Children of Depressed Mothers: From Early Childhood to Maturity

Published Online:https://doi.org/10.1176/ajp.156.5.789

Throughout the course of history runs an intuitive thread that connects the fate of the child to the personalities of the parents. The apple does not fall far from the tree, and if the apple is rotten the tree must be diseased. It has been said that moderately successful parenting produces children that have their own neuroses rather than those of their parents.

This book represents another attempt to put such homilies into a scientific framework, and the authors have designed a study maintaining rigorous standards and leading to observations that can lend themselves to intensive statistical scrutiny.

The study focused on children and their environment up to the threshold of adulthood. Psychopathology is viewed from a developmental perspective, and the study provides data to investigate normal development. The methodological frame follows Kurt Lewin’s orientation, which emphasized the person’s interaction with the environment rather than family functioning and stress, although the family is viewed as the mediator of psychopathology.

The authors classify the mother as primary caregiver, but in order to be included in the study the father had to meet certain criteria. For example, the husbands of affectively ill mothers had to have no psychiatric disorder other than anxiety or depression. The study included 98 families—42 with mothers who were depressed, 26 with mothers with bipolar depression, and 30 with well mothers. Each mother had two children: one 1.5–3.5 years old and one 5–8 years old. The study group included Caucasians, some Hispanics and blacks, and many college graduates.

The sources of data consisted of observations of behavior, interviews, and tests, including tests of affective-cognitive status and “regulatory and relationship dimensions” (p. 33). The laboratory was a spacious apartment, which the families usually visited for a half-day or longer throughout the years. This book contains masses of data summarized in charts and graphs as well as statistical analyses.

Many of the conclusions are what might be expected. For example, the children of well mothers are at less risk for personality disorders than those of depressed mothers. Other conclusions, however, are not so self-evident. For example, in some instances, the children of mothers with bipolar disorder do better than those of well mothers (see the graphs on pages 64 and 65).

Although there are some case histories in the book, the study is primarily phenomenological and restricted to behavioral clusters.
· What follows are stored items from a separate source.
//! China (SSE — Shanghai Stock Exchange) workday provider.
//!
//! **Note:** the lunar holidays (Spring Festival, Dragon Boat, Mid-Autumn)
//! move from year to year.  Spring Festival is covered through a table of
//! lunar new year dates; Qingming uses the solar-term approximation; Dragon
//! Boat and Mid-Autumn are not modelled.  Exchange-announced bridge days are
//! not modelled either, so a calendar built from this provider is a close
//! approximation rather than the official SSE list.

use crate::date::Date;
use crate::provider::WorkdayProvider;

/// Lunar new year's day, `(year, month, day)`.
const SPRING_FESTIVAL: &[(u16, u8, u8)] = &[
    (2004, 1, 22),
    (2005, 2, 9),
    (2006, 1, 29),
    (2007, 2, 18),
    (2008, 2, 7),
    (2009, 1, 26),
    (2010, 2, 14),
    (2011, 2, 3),
    (2012, 1, 23),
    (2013, 2, 10),
    (2014, 1, 31),
    (2015, 2, 19),
    (2016, 2, 8),
    (2017, 1, 28),
    (2018, 2, 16),
    (2019, 2, 5),
    (2020, 1, 25),
    (2021, 2, 12),
    (2022, 2, 1),
    (2023, 1, 22),
    (2024, 2, 10),
    (2025, 1, 29),
];

/// China (SSE) provider.
///
/// Weekends and the following holidays are observed:
/// * New Year's Day (Jan 1)
/// * Spring Festival (eve through the fifth day, table years only)
/// * Qingming Festival (solar term, Apr 4 or 5)
/// * Labour Day (May 1-3)
/// * National Day (Oct 1-7)
#[derive(Debug, Clone, Copy, Default)]
pub struct China;

impl China {
    fn is_spring_festival(date: Date) -> bool {
        let year = date.year();
        SPRING_FESTIVAL
            .iter()
            .filter(|(y, _, _)| *y == year)
            .filter_map(|&(y, m, d)| Date::from_ymd(y, m, d).ok())
            .any(|ny| (-1..=5).contains(&(date - ny)))
    }

    /// Qingming falls on the solar term "Pure Brightness": Apr 4 or 5 in
    /// the 20th and 21st centuries.
    fn qingming_day(year: u16) -> u8 {
        let c = if year >= 2000 { 4.81 } else { 5.59 };
        let y = (year % 100) as f64;
        ((y * 0.2422 + c).floor() - (y / 4.0).floor()) as u8
    }
}

impl WorkdayProvider for China {
    fn name(&self) -> &str {
        "China (SSE)"
    }

    fn is_business_day(&self, date: Date) -> bool {
        if self.is_weekend(date) {
            return false;
        }
        let (y, m, d) = date.ymd();

        if // New Year's Day
           (d == 1 && m == 1)
            // Qingming Festival
            || (m == 4 && d == Self::qingming_day(y))
            // Labour Day
            || (m == 5 && (1..=3).contains(&d))
            // National Day
            || (m == 10 && (1..=7).contains(&d))
        {
            return false;
        }
        !Self::is_spring_festival(date)
    }
}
It is difficult, if not impossible, operationally to define such complex concepts as normal and well without an in-depth exploration.

The problem is further compounded when the relationship between two individuals has an effect on their children that eludes prediction because there are more variables involved than can be accounted for. A father, for example, may protect his son from an assaultive mother, and the outcome for that child would be quite different from the outcome for a child who was not protected from his mother. The butterfly’s fluttering wings in Hong Kong may be responsible for tomorrow’s storm.

This is a thorough, exhaustive study, but one must ask toward whom it is directed. It is undoubtedly quite valuable for academic research because it probes into certain unusual factors underlying developmental processes and behavioral clusters, but for the clinician it is not, at this stage, particularly useful. I suspect, however, that the findings of Dr. Radke-Yarrow and her associates will someday become an important part of a valuable database leading to the discovery of invariants that dynamically define the genesis of psychopathology and, perhaps, its resolution.

by Marian Radke-Yarrow, Pedro Martinez, Anne Mayfield, and Donna Ronsaville. New York, Cambridge University Press, 1998, 200 pp., $39.95.